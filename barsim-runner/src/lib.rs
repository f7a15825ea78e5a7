//! barsim runner: orchestration around the simulation kernel.
//!
//! This crate builds on `barsim-core` to provide:
//! - TOML run configuration with a content-addressed run id
//! - CSV bar loading with a seeded synthetic fallback
//! - Reference strategies (buy-and-hold, moving-average crossover)
//! - Performance metrics over the equity curve and trade log
//! - Run directory export and import

pub mod config;
pub mod data_loader;
pub mod export;
pub mod metrics;
pub mod runner;
pub mod strategies;

pub use config::{BacktestConfig, ConfigError, RunId, StrategyConfig, SyntheticConfig};
pub use data_loader::{generate_synthetic_bars, load_bars, read_csv, write_csv, LoadError, LoadedData};
pub use export::{load_run, save_run, ExportError, SavedRun};
pub use metrics::PerformanceMetrics;
pub use runner::{
    run_backtest_from_data, run_single_backtest, BacktestOutcome, RunError, RunParams,
};
pub use strategies::{build_strategy, BuyAndHold, MaCrossover};
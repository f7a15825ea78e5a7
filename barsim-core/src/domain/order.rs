//! Order types: the submission request, the validated order type, and the
//! resting order record owned by the matching engine.

use super::ids::OrderId;
use serde::{Deserialize, Serialize};
use std::fmt;
use thiserror::Error;

/// Configuration errors: an order request that cannot enter the resting set.
#[derive(Debug, Clone, PartialEq, Error)]
pub enum OrderError {
    #[error("{kind} order requires a {field}")]
    MissingPrice { kind: OrderKind, field: &'static str },

    #[error("{field} must be finite and positive, got {value}")]
    InvalidPrice { field: &'static str, value: f64 },

    #[error("order quantity must be positive")]
    ZeroQuantity,
}

/// Buy or sell.
#[derive(Debug, Clone, Copy, PartialEq, Eq, Hash, Serialize, Deserialize)]
#[serde(rename_all = "SCREAMING_SNAKE_CASE")]
pub enum OrderSide {
    Buy,
    Sell,
}

impl OrderSide {
    /// +1 for buys, -1 for sells.
    pub fn sign(self) -> i64 {
        match self {
            OrderSide::Buy => 1,
            OrderSide::Sell => -1,
        }
    }

    pub fn opposite(self) -> Self {
        match self {
            OrderSide::Buy => OrderSide::Sell,
            OrderSide::Sell => OrderSide::Buy,
        }
    }
}

impl fmt::Display for OrderSide {
    fn fmt(&self, f: &mut fmt::Formatter<'_>) -> fmt::Result {
        match self {
            OrderSide::Buy => write!(f, "BUY"),
            OrderSide::Sell => write!(f, "SELL"),
        }
    }
}

/// Order type tag as carried on signals and order requests.
#[derive(Debug, Clone, Copy, PartialEq, Eq, Hash, Default, Serialize, Deserialize)]
pub enum OrderKind {
    #[default]
    #[serde(rename = "MKT")]
    Market,
    #[serde(rename = "LMT")]
    Limit,
    #[serde(rename = "STP")]
    Stop,
    #[serde(rename = "STP_LMT")]
    StopLimit,
    #[serde(rename = "TRAIL")]
    TrailingStop,
}

impl fmt::Display for OrderKind {
    fn fmt(&self, f: &mut fmt::Formatter<'_>) -> fmt::Result {
        let tag = match self {
            OrderKind::Market => "MKT",
            OrderKind::Limit => "LMT",
            OrderKind::Stop => "STP",
            OrderKind::StopLimit => "STP_LMT",
            OrderKind::TrailingStop => "TRAIL",
        };
        f.write_str(tag)
    }
}

/// Validated order type with its price parameters.
#[derive(Debug, Clone, Copy, PartialEq, Serialize, Deserialize)]
pub enum OrderType {
    /// Fills at the bar's open.
    Market,
    /// Fills at the limit price or better.
    Limit { limit_price: f64 },
    /// Triggers when the bar touches the stop, then fills as market.
    Stop { stop_price: f64 },
    /// Triggers at the stop, then applies the limit rule on the same bar.
    StopLimit { stop_price: f64, limit_price: f64 },
    /// Trigger follows the running bar extreme at a fixed offset.
    TrailingStop { trail_offset: f64 },
}

impl OrderType {
    pub fn kind(&self) -> OrderKind {
        match self {
            OrderType::Market => OrderKind::Market,
            OrderType::Limit { .. } => OrderKind::Limit,
            OrderType::Stop { .. } => OrderKind::Stop,
            OrderType::StopLimit { .. } => OrderKind::StopLimit,
            OrderType::TrailingStop { .. } => OrderKind::TrailingStop,
        }
    }
}

/// An order as submitted through the bus (the `Order` event payload).
///
/// Price fields are optional here; [`OrderRequest::validate`] turns the
/// request into an [`OrderType`] or rejects it.
#[derive(Debug, Clone, PartialEq, Serialize, Deserialize)]
pub struct OrderRequest {
    pub symbol: String,
    pub kind: OrderKind,
    pub quantity: u64,
    pub side: OrderSide,
    pub limit_price: Option<f64>,
    pub stop_price: Option<f64>,
    pub trail_offset: Option<f64>,
    /// Attempt a same-bar fill against the current market event.
    pub immediate_fill: bool,
}

impl OrderRequest {
    pub fn market(symbol: impl Into<String>, side: OrderSide, quantity: u64) -> Self {
        Self {
            symbol: symbol.into(),
            kind: OrderKind::Market,
            quantity,
            side,
            limit_price: None,
            stop_price: None,
            trail_offset: None,
            immediate_fill: false,
        }
    }

    pub fn limit(symbol: impl Into<String>, side: OrderSide, quantity: u64, limit: f64) -> Self {
        Self {
            kind: OrderKind::Limit,
            limit_price: Some(limit),
            ..Self::market(symbol, side, quantity)
        }
    }

    pub fn stop(symbol: impl Into<String>, side: OrderSide, quantity: u64, stop: f64) -> Self {
        Self {
            kind: OrderKind::Stop,
            stop_price: Some(stop),
            ..Self::market(symbol, side, quantity)
        }
    }

    pub fn stop_limit(
        symbol: impl Into<String>,
        side: OrderSide,
        quantity: u64,
        stop: f64,
        limit: f64,
    ) -> Self {
        Self {
            kind: OrderKind::StopLimit,
            stop_price: Some(stop),
            limit_price: Some(limit),
            ..Self::market(symbol, side, quantity)
        }
    }

    pub fn trailing_stop(
        symbol: impl Into<String>,
        side: OrderSide,
        quantity: u64,
        offset: f64,
    ) -> Self {
        Self {
            kind: OrderKind::TrailingStop,
            trail_offset: Some(offset),
            ..Self::market(symbol, side, quantity)
        }
    }

    pub fn with_immediate_fill(mut self) -> Self {
        self.immediate_fill = true;
        self
    }

    /// Check the request's fields against its order kind.
    pub fn validate(&self) -> Result<OrderType, OrderError> {
        if self.quantity == 0 {
            return Err(OrderError::ZeroQuantity);
        }
        let order_type = match self.kind {
            OrderKind::Market => OrderType::Market,
            OrderKind::Limit => OrderType::Limit {
                limit_price: require(self.kind, "limit price", self.limit_price)?,
            },
            OrderKind::Stop => OrderType::Stop {
                stop_price: require(self.kind, "stop price", self.stop_price)?,
            },
            OrderKind::StopLimit => OrderType::StopLimit {
                stop_price: require(self.kind, "stop price", self.stop_price)?,
                limit_price: require(self.kind, "limit price", self.limit_price)?,
            },
            OrderKind::TrailingStop => OrderType::TrailingStop {
                trail_offset: require(self.kind, "trail offset", self.trail_offset)?,
            },
        };
        Ok(order_type)
    }
}

fn require(kind: OrderKind, field: &'static str, value: Option<f64>) -> Result<f64, OrderError> {
    let value = value.ok_or(OrderError::MissingPrice { kind, field })?;
    if !value.is_finite() || value <= 0.0 {
        return Err(OrderError::InvalidPrice { field, value });
    }
    Ok(value)
}

/// A resting order in the matching engine.
///
/// `filled_quantity` and the trailing extrema are the only fields that change
/// after submission. The record is owned by the order book and never aliased.
#[derive(Debug, Clone, PartialEq, Serialize, Deserialize)]
pub struct Order {
    pub id: OrderId,
    pub symbol: String,
    pub side: OrderSide,
    pub order_type: OrderType,
    pub quantity: u64,
    pub filled_quantity: u64,
    pub immediate_fill: bool,
    /// Running max of bar highs seen while resting (trailing buys).
    pub highest_seen: f64,
    /// Running min of bar lows seen while resting (trailing sells).
    pub lowest_seen: f64,
}

impl Order {
    /// Build a resting order from a validated request.
    pub fn from_request(id: OrderId, request: &OrderRequest) -> Result<Self, OrderError> {
        let order_type = request.validate()?;
        Ok(Self {
            id,
            symbol: request.symbol.clone(),
            side: request.side,
            order_type,
            quantity: request.quantity,
            filled_quantity: 0,
            immediate_fill: request.immediate_fill,
            highest_seen: f64::NEG_INFINITY,
            lowest_seen: f64::INFINITY,
        })
    }

    pub fn remaining_quantity(&self) -> u64 {
        self.quantity.saturating_sub(self.filled_quantity)
    }

    pub fn is_filled(&self) -> bool {
        self.filled_quantity >= self.quantity
    }
}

◇ ◇ ◇ ◇

TASK GOAL ->
Each line that holds the string "impl" counts once. Give the total for the listing and nothing else.

SOLUTION TO THE PROBLEM ->
11